Ben and his wife, Kim, had recently leased an apartment in Lexington, and Ben, a truck driver, had worked out an agreement with his employer that allowed him the flexibility to be in Kentucky often. He wanted to be close to his son. In January, Daimion told Texarkana Magazine, “My first coach was my daddy. My pops pushes me to be the best I can be.” In his official UK bio, Collins lists his parents as his life’s greatest influence.

“I’m telling you, Ben loved that boy,” Boston says. “Loved that boy. You just don’t understand the way he loved that boy. Daimion always wanted to be in the gym when he played for me. He was always asking me if he could get in the gym. And he always wanted Ben in there with him, because Ben would critique him. Ben would tell him the truth. But it was always with love.”

Ben rebounded for Daimion during a workout at UK’s Joe Craft Center on Monday night. He was gone by Tuesday morning. John Calipari gathered Collins and the entire team together at his home that afternoon and the program has wrapped its arms around a grieving son. Calipari was scheduled to be in New York on Wednesday to accept the prestigious Jefferson Award for his philanthropy but canceled the trip. “I want to stay here to be (with) Daimion, his family and my players,” Calipari wrote on his social media accounts. Collins will not play in Thursday night’s exhibition game vs. Kentucky State.

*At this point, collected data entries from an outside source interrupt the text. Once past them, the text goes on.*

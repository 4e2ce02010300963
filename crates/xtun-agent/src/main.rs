//! xtun-agent: tunnel core service
//!
//! Loads the configuration, builds one tunnel service, brings the tunnel up
//! for the stored server selection and serves the control socket until
//! SIGINT or SIGTERM.

use anyhow::{Context, Result};
use std::path::PathBuf;
use std::sync::Arc;
use tokio::signal;
use tokio::sync::broadcast::error::RecvError;
use tracing::{error, info, warn};
use tracing_subscriber::EnvFilter;

use xtun_core::simulator::{ChannelPacketFlow, LoopbackConnector, MemoryInterface, SimulatedLauncher};
use xtun_core::storage::CONNECTION_MODE_KEY;
use xtun_core::{
    BinaryLauncher, ControlChannel, ControlServer, CoreConfig, DatagramPacketFlow, EngineConnector,
    EngineLauncher, FileStorage, PacketFlow, ServiceParts, SocksConnector, Storage, SystemInterface,
    Translator, TunnelError, TunnelInterface, TunnelService,
};

// Use mimalloc as the global allocator for reduced memory fragmentation
#[global_allocator]
static GLOBAL: mimalloc::MiMalloc = mimalloc::MiMalloc;

const DEFAULT_CONFIG_PATH: &str = "/etc/xtun/xtun.toml";

fn init_logging(config: &CoreConfig) {
    let filter = EnvFilter::try_from_default_env()
        .unwrap_or_else(|_| EnvFilter::new(&config.log.agent_level));

    tracing_subscriber::fmt()
        .with_env_filter(filter)
        .with_target(true)
        .compact()
        .init();
}

fn load_config() -> Result<CoreConfig> {
    let path = std::env::args_os()
        .nth(1)
        .map(PathBuf::from)
        .unwrap_or_else(|| PathBuf::from(DEFAULT_CONFIG_PATH));

    if path.exists() {
        CoreConfig::load(&path).with_context(|| format!("loading {}", path.display()))
    } else if std::env::args_os().nth(1).is_some() {
        anyhow::bail!("config file {} does not exist", path.display())
    } else {
        Ok(CoreConfig::default())
    }
}

/// Collaborators the service runs against
struct Backends {
    launcher: Arc<dyn EngineLauncher>,
    interface: Arc<dyn TunnelInterface>,
    flow: Arc<dyn PacketFlow>,
    connector: Arc<dyn EngineConnector>,
}

async fn backends(config: &CoreConfig) -> Result<Backends> {
    if config.engine.simulate {
        warn!("Engine simulation enabled: no traffic leaves this host");
        let (flow, mut host) = ChannelPacketFlow::new();
        tokio::spawn(async move {
            while let Some(batch) = host.recv().await {
                tracing::debug!("Simulated host received {} packets", batch.len());
            }
        });
        return Ok(Backends {
            launcher: Arc::new(SimulatedLauncher::new()),
            interface: Arc::new(MemoryInterface::new()),
            flow: Arc::new(flow),
            connector: Arc::new(LoopbackConnector::new()),
        });
    }

    let flow = DatagramPacketFlow::connect(config.relay.listen, config.relay.peer)
        .await
        .with_context(|| format!("binding packet flow on {}", config.relay.listen))?;

    Ok(Backends {
        launcher: Arc::new(BinaryLauncher::new(&config.engine.binary, config.engine.args.clone())),
        interface: Arc::new(SystemInterface::new()),
        flow: Arc::new(flow),
        connector: Arc::new(SocksConnector),
    })
}

/// Store the configured mode unless the host already chose one.
async fn seed_mode(storage: &FileStorage, config: &CoreConfig) -> Result<()> {
    if storage.load(CONNECTION_MODE_KEY).await?.is_none() {
        info!("Seeding connection mode {:?}", config.mode);
        storage
            .save(CONNECTION_MODE_KEY, serde_json::to_value(config.mode)?)
            .await?;
    }
    Ok(())
}

#[tokio::main]
async fn main() -> Result<()> {
    let config = load_config()?;
    init_logging(&config);

    info!("xtun-agent v{} starting", env!("CARGO_PKG_VERSION"));
    info!("Using mimalloc allocator");

    let storage = Arc::new(FileStorage::new(&config.storage.dir));
    seed_mode(&storage, &config).await?;

    let backends = backends(&config).await?;
    let service = TunnelService::new(ServiceParts {
        translator: Translator::new(config.translate_options()),
        launcher: backends.launcher,
        runtime_dir: config.engine.runtime_dir.clone(),
        engine_stop_timeout: config.engine_stop_timeout(),
        interface: backends.interface,
        flow: backends.flow,
        connector: backends.connector,
        storage,
        options: config.service_options(),
    })
    .await;

    let mut events = service.subscribe();
    tokio::spawn(async move {
        loop {
            match events.recv().await {
                Ok(event) => match &event.error {
                    Some(e) => error!("Tunnel {} ({:?}): {}", event.state, event.server_name, e),
                    None => info!("Tunnel {} ({:?})", event.state, event.server_name),
                },
                Err(RecvError::Lagged(n)) => warn!("Status stream lagged by {} events", n),
                Err(RecvError::Closed) => break,
            }
        }
    });

    let starting = service.clone();
    tokio::spawn(async move {
        match starting.connect_selected().await {
            Ok(true) => {}
            Ok(false) => info!("No server selected, tunnel stays down"),
            Err(e) => error!("Connecting to the selected server failed: {}", e),
        }
    });

    let channel = ControlChannel::new(service.clone(), config.request_timeout());
    let server = Arc::new(ControlServer::new(
        channel,
        &config.control.socket_path,
        config.control.max_message_size,
    ));
    let serving = Arc::clone(&server);
    let mut control = tokio::spawn(async move { serving.run().await });

    let control_done = tokio::select! {
        result = &mut control => {
            match result {
                Ok(Ok(())) => warn!("Control server stopped"),
                Ok(Err(e)) => error!("Control server failed: {}", e),
                Err(e) => error!("Control server task failed: {}", e),
            }
            true
        }
        _ = signal::ctrl_c() => {
            info!("Received SIGINT, initiating shutdown...");
            false
        }
        _ = wait_for_sigterm() => {
            info!("Received SIGTERM, initiating shutdown...");
            false
        }
    };

    match service.disconnect().await {
        Ok(()) | Err(TunnelError::NotConnected) => {}
        Err(e) => warn!("Disconnect during shutdown: {}", e),
    }

    server.shutdown();
    if !control_done {
        let _ = control.await;
    }

    info!("xtun-agent stopped");
    Ok(())
}

/// Wait for SIGTERM signal
#[cfg(unix)]
async fn wait_for_sigterm() {
    use tokio::signal::unix::{signal, SignalKind};
    match signal(SignalKind::terminate()) {
        Ok(mut sigterm) => {
            sigterm.recv().await;
        }
        Err(e) => {
            error!("Failed to register SIGTERM handler: {}", e);
            std::future::pending::<()>().await;
        }
    }
}

#[cfg(not(unix))]
async fn wait_for_sigterm() {
    std::future::pending::<()>().await;
}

Collins shared photos of his father on Facebook and wrote that they were “just in the gym last night working out (and) having a good time. It hurts to know you won’t be here for the rest of this process but you’re watching over me and (I will) continue to make you proud.”

When Collins averaged fewer than 10 minutes per game as a freshman at Kentucky — after averaging 35.2 points, 14.4 rebounds, 7.0 assists and 6.2 blocks as a senior at Atlanta High, where he was a consensus top-20 recruit — some expected he would transfer. Collins said he never even considered it. Neither did his parents, which was a rare and wonderful thing in Calipari’s eyes.

“I’m so happy for Daimion,” Calipari told The Athletic this summer, when Collins averaged 19.5 points, 10.2 rebounds and 3.9 blocks per 40 minutes during four exhibition games. “Last year, he knew he wasn’t ready. Even more importantly, his parents knew he wasn’t ready. I hugged them both. ‘The other guys are better than him. We know.’ What?!”

Boston is not surprised at all.

“That’s how they were with me,” he said. “They just wanted to know I was looking out for their son. Ben said, ‘You’re the coach. Do what you do.’ We never had a single conversation about how they wanted Daimion to be used.”

Collins, whose social media profiles now include LongLiveMyPops, has said regular conversations with his parents got him through the disappointment of not playing much last season. They “kept my head on straight.”

“Stay humble and keep working hard. That’s what they always told me, just to keep me grounded,” Collins said this summer. “And they sacrificed everything to make sure I had what I needed.”

Anyone who knows his family knows that, and it’s why an entire Texas town is grieving with him. Boston said he’s been flooded by people reaching out and asking how they can help support Kim, Daimion and his four siblings. Boston’s wife works at the middle school in Atlanta and was among the first to learn of Ben’s death when an inconsolable Kim arrived to pick up her younger children and deliver that unimaginable news. Daimion wrote on Facebook that he could not stop crying, vowing to take care of the family but adding: “It’s never (going to) be the same without you.” Sadly, Boston knows how true that is.

“Man, it’s rough. We are all just heartbroken,” Boston says. “They were both just great boys who grew up into great men. I wish I could do it all over again with them. That’s all I keep thinking about. Ben was a great kid, became a great dad, had a great kid of his own, and I got to coach them both. I was lucky to do that. Daimion thought the world of his dad, and Ben would drop everything to be there for Daimion. Not every father is around very much anymore, but Ben was around every chance he got. Every game, he was in the stands. I can’t even imagine how much Daimion is going to be missing that now.”